Население России образца 1812 года не составляло единого организма, единого народа. Элита была совершенно оторвана от крестьян, армия — деклассированный элемент, казаки также представляли собой совершенно отдельную общность. Именно поэтому никто никого не хотел защищать по-настоящему. Тлеющая гражданская война приобрела конкретные кровавые формы. Равнодушие — было максимальным проявлением лояльности. И на фоне всего этого особенно пошло и комично выглядели игрища некоторых петербургских барышень, которые наряжались «странницами» и на французском языке читали своей дворне или подругам отрывки из французских пьес с героическими восклицательными знаками в конце фразы. Да, Ф.В. Ростопчин был не лишен психопатических выпадов (об этом подробнее в следующей главе), но его широко критикуемые (за невыполнение) обещания прислать М.И. Кутузову «московских добровольцев» в количестве 80 000 в теории были логичны (учитывая население города в 250–275 тыс. чел.), однако в добровольцы на фронт население не пошло: ни крестьяне, ни горожане. Было бы странно, если бы крепостные рабы, которых драли на конюшне, вдруг почувствовали тягу к защите своих обидчиков или «родной земли», которой они никогда не имели, не владели, с которой их могут через минуту согнать, просто продав (а уж про представления о географических параметрах «родины» — и говорить нечего).
Но вернемся на фронт. С самого времени трусливого отъезда императора Александра из армии в русском штабе разгорелись страсти интриг. Они тлели и назревали и до этого, но стыд бегства от границ, амбиции, национальные противоречия и недоверие друг к другу привели к печальным последствиям. Подчас неловко и стыдно читать мемуары современников, описывающие то, как генералы делали гадости друг другу, пренебрегая профессионализмом и «долгом перед родиной». Особенно доставалось М.Б. Барклаю де Толли.141
Играло роль и то, что только 60 % генералитета носил русские фамилии. Во время неудач этим воспользовались представители «русской партии при штабе».142Но вопросы вызывает не только поведение правителя страны и руководства армии. Стоит спросить: а где же то, что пропагандисты так бойко называют термином «народ»? После Смоленска в главной группировке армии Наполеона, преследовавшей русские войска, оставалось, как я уже отмечал, всего 156 тыс. человек. Почему местное население не почувствовало в себе богатырские и патриотические силы и не «встало грудью»? Где та распиаренная «народная война»? Ее реальные проявления были не антифранцузскими, а антиправительственными — и выражались в многочисленных и повсеместных бунтах крестьян против помещиков.
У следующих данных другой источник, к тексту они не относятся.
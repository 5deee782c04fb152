mod common;

use common::*;
use libpcap_insight::*;

fn packets() -> Vec<Packet> {
    parse_capture(&mixed_capture(), &PipelineConfig::default())
        .expect("valid capture")
        .packets
}

#[test]
fn distribution_covers_every_packet() {
    let packets = packets();
    let stats = compute_statistics(&packets, &StatsConfig::default());
    assert_eq!(stats.total_packets, packets.len());
    assert_eq!(
        stats.protocol_distribution.values().sum::<usize>(),
        stats.total_packets
    );
    assert_eq!(stats.protocol_distribution.get("DNS"), Some(&2));
    assert_eq!(stats.protocol_distribution.get("HTTP"), Some(&2));
    assert_eq!(stats.protocol_distribution.get("TCP"), Some(&4));

    let total: u64 = packets.iter().map(|p| u64::from(p.length)).sum();
    assert_eq!(stats.bandwidth.total, total);
    assert_eq!(stats.protocol_bytes.values().sum::<u64>(), total);
}

#[test]
fn bandwidth_uses_capture_duration() {
    let packets = packets();
    let stats = compute_statistics(&packets, &StatsConfig::default());
    assert!((stats.bandwidth.duration_secs - 0.110).abs() < 1e-9);
    let expected = stats.bandwidth.total as f64 / 0.110;
    assert!((stats.bandwidth.bytes_per_second - expected).abs() < 1e-6);
    assert!((stats.bandwidth.bits_per_second - expected * 8.0).abs() < 1e-6);
}

#[test]
fn top_talkers_ranked_by_bytes() {
    let packets = packets();
    let stats = compute_statistics(
        &packets,
        &StatsConfig {
            top_talkers: 2,
            ..StatsConfig::default()
        },
    );
    assert_eq!(stats.top_talkers.len(), 2);
    assert!(stats.top_talkers[0].bytes >= stats.top_talkers[1].bytes);
    assert_eq!(stats.top_talkers[0].source, "192.168.1.10");
    assert_eq!(stats.top_talkers[0].destination, "93.184.216.34");
}

#[test]
fn incremental_matches_batch() {
    let packets = packets();
    let mut aggregator = StatsAggregator::new(StatsConfig::default());
    for chunk in packets.chunks(3) {
        aggregator.update_batch(chunk);
    }
    assert_eq!(
        aggregator.finish(),
        compute_statistics(&packets, &StatsConfig::default())
    );
}
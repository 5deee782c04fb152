//! Capture file reader and base types for pcap-insight
//!
//! The entry point is [`CaptureReader`], which walks a pcap or pcap-ng capture
//! held in memory and yields [`Frame`]s.

#[macro_use]
extern crate log;

mod config;
mod context;
mod duration;
mod error;
mod five_tuple;
mod flow;
mod reader;

pub use config::Config;
pub use context::*;
pub use duration::{Duration, MICROS_PER_SEC};
pub use error::*;
pub use five_tuple::*;
pub use flow::*;
pub use reader::*;

pub use pcap_parser::Linktype;
//! HTTP/1.x request and response heads
//!
//! Only what fits in a single segment is decoded. Anything that does not follow
//! the request-line or status-line grammar is left undecoded.

use super::{ApplicationDecoder, DecodeResult, L4Info};
use crate::layers::ApplicationLayer;
use serde::Serialize;

const METHODS: &[&str] = &[
    "GET", "POST", "PUT", "DELETE", "HEAD", "OPTIONS", "PATCH", "CONNECT", "TRACE",
];

#[derive(Clone, Debug, PartialEq, Eq, Serialize)]
#[serde(tag = "kind", rename_all = "camelCase")]
pub enum HttpStartLine {
    #[serde(rename_all = "camelCase")]
    Request {
        method: String,
        uri: String,
        version: String,
    },
    #[serde(rename_all = "camelCase")]
    Response {
        version: String,
        status_code: u16,
        reason: String,
    },
}

#[derive(Clone, Debug, PartialEq, Eq, Serialize)]
pub struct HttpHeader {
    pub name: String,
    pub value: String,
}

#[derive(Clone, Debug, PartialEq, Eq, Serialize)]
#[serde(rename_all = "camelCase")]
pub struct HttpLayer {
    #[serde(flatten)]
    pub start_line: HttpStartLine,
    pub headers: Vec<HttpHeader>,
    /// Lossy UTF-8 rendering of the first body bytes
    pub body_preview: String,
    /// Body bytes present in this segment
    pub body_length: usize,
}

impl HttpLayer {
    pub fn is_request(&self) -> bool {
        matches!(self.start_line, HttpStartLine::Request { .. })
    }

    pub fn status_code(&self) -> Option<u16> {
        match self.start_line {
            HttpStartLine::Response { status_code, .. } => Some(status_code),
            _ => None,
        }
    }

    /// First header with this name (case-insensitive)
    pub fn header(&self, name: &str) -> Option<&str> {
        self.headers
            .iter()
            .find(|h| h.name.eq_ignore_ascii_case(name))
            .map(|h| h.value.as_str())
    }

    pub fn host(&self) -> Option<&str> {
        self.header("Host")
    }

    pub fn content_type(&self) -> Option<&str> {
        self.header("Content-Type")
    }

    /// Request line or status line, as it appeared on the wire
    pub fn summary(&self) -> String {
        match self.start_line {
            HttpStartLine::Request {
                ref method,
                ref uri,
                ref version,
            } => format!("{} {} {}", method, uri, version),
            HttpStartLine::Response {
                ref version,
                status_code,
                ref reason,
            } => {
                if reason.is_empty() {
                    format!("{} {}", version, status_code)
                } else {
                    format!("{} {} {}", version, status_code, reason)
                }
            }
        }
    }
}

pub struct HttpDecoder {
    body_preview: usize,
}

impl HttpDecoder {
    pub fn new(body_preview: usize) -> Self {
        HttpDecoder { body_preview }
    }
}

impl ApplicationDecoder for HttpDecoder {
    fn name(&self) -> &'static str {
        "http"
    }

    fn probe(&self, _l4: &L4Info, payload: &[u8]) -> bool {
        payload.starts_with(b"HTTP/")
            || METHODS.iter().any(|m| {
                payload.len() > m.len()
                    && payload.starts_with(m.as_bytes())
                    && payload[m.len()] == b' '
            })
    }

    fn decode(&self, _l4: &L4Info, payload: &[u8]) -> DecodeResult {
        Ok(parse_http(payload, self.body_preview).map(ApplicationLayer::Http))
    }
}

fn find(haystack: &[u8], needle: &[u8]) -> Option<usize> {
    haystack.windows(needle.len()).position(|w| w == needle)
}

/// Parse an HTTP message head and the body bytes following it
pub fn parse_http(payload: &[u8], body_preview: usize) -> Option<HttpLayer> {
    // a message head needs at least one complete line
    find(payload, b"\n")?;
    let (head_end, body_start) = match find(payload, b"\r\n\r\n") {
        Some(pos) => (pos, pos + 4),
        None => match find(payload, b"\n\n") {
            Some(pos) => (pos, pos + 2),
            None => (payload.len(), payload.len()),
        },
    };
    let head = std::str::from_utf8(&payload[..head_end]).ok()?;
    let mut lines = head.split('\n').map(|l| l.strip_suffix('\r').unwrap_or(l));
    let start_line = parse_start_line(lines.next()?)?;

    let mut headers: Vec<HttpHeader> = Vec::new();
    for line in lines {
        if line.is_empty() {
            break;
        }
        if line.starts_with(' ') || line.starts_with('\t') {
            // obsolete line folding
            let last = headers.last_mut()?;
            last.value.push(' ');
            last.value.push_str(line.trim());
            continue;
        }
        let (name, value) = line.split_once(':')?;
        if name.is_empty() || name.contains(|c: char| c.is_ascii_whitespace()) {
            return None;
        }
        headers.push(HttpHeader {
            name: name.to_string(),
            value: value.trim().to_string(),
        });
    }

    let body = &payload[body_start..];
    let preview = &body[..body.len().min(body_preview)];
    Some(HttpLayer {
        start_line,
        headers,
        body_preview: String::from_utf8_lossy(preview).into_owned(),
        body_length: body.len(),
    })
}

fn is_http_version(s: &str) -> bool {
    match s.strip_prefix("HTTP/") {
        Some(v) => {
            !v.is_empty() && v.chars().all(|c| c.is_ascii_digit() || c == '.') && !v.starts_with('.')
        }
        None => false,
    }
}

fn parse_start_line(line: &str) -> Option<HttpStartLine> {
    if line.starts_with("HTTP/") {
        let (version, rest) = line.split_once(' ')?;
        if !is_http_version(version) {
            return None;
        }
        let code = rest.get(..3)?;
        if !code.bytes().all(|b| b.is_ascii_digit()) {
            return None;
        }
        let reason = &rest[3..];
        if !reason.is_empty() && !reason.starts_with(' ') {
            return None;
        }
        return Some(HttpStartLine::Response {
            version: version.to_string(),
            status_code: code.parse().ok()?,
            reason: reason.trim().to_string(),
        });
    }
    let mut parts = line.splitn(3, ' ');
    let method = parts.next()?;
    let uri = parts.next()?;
    let version = parts.next()?;
    if !METHODS.contains(&method) || uri.is_empty() || !is_http_version(version) {
        return None;
    }
    Some(HttpStartLine::Request {
        method: method.to_string(),
        uri: uri.to_string(),
        version: version.to_string(),
    })
}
А теперь я предлагаю узнать, кто состряпал многие залихватские тезисы отечественной пропаганды о войне 1812 года, въевшиеся за 200 лет в массовое бессознательное? Их случайный автор — Сергей Николаевич Глинка (1776–1847). Неудавшийся писатель, неудавшийся военный, человек нервный, склонный произносить пафосные, но бестолковые публичные речи
. Свою бездарность он сублимировал в графоманию. Глинка постоянно был занят написанием «патриотических пьес». Над ним посмеивались еще современники, а все его опусы были забыты еще задолго до его смерти, однако я не откажу себе в удовольствии перечислить их показательные названия: «Наталья, боярская дочь» (СПб., 1806); «Михаил князь Черниговский» (М.,1808); «Ольга Прекрасная», опера (М., 1808); «Боян» (М., 1808) и тому подобное. Глинка также всерьез утверждал, что термин «славяне» происходит от слова «слава». Буйство Глинки доходило до того, что он называл «Athalie» («Афалию») великого французского драматурга Жана-Батиста Расина (1639–1699) украденной из российского Стоглава (это Сборник решений Стоглавого собора…), а «Андромаху» (про персонажей Троянской войны) полагал подражанием «Погребению кота» (кот из народных лубков). В итоге известный русский поэт, переводчик, литературный критик, издатель и член Российской Академии Александр Федорович Воейков (1778 или 1779–1839) высмеял Глинку в своем знаменитом сочинении «Дом сумасшедших».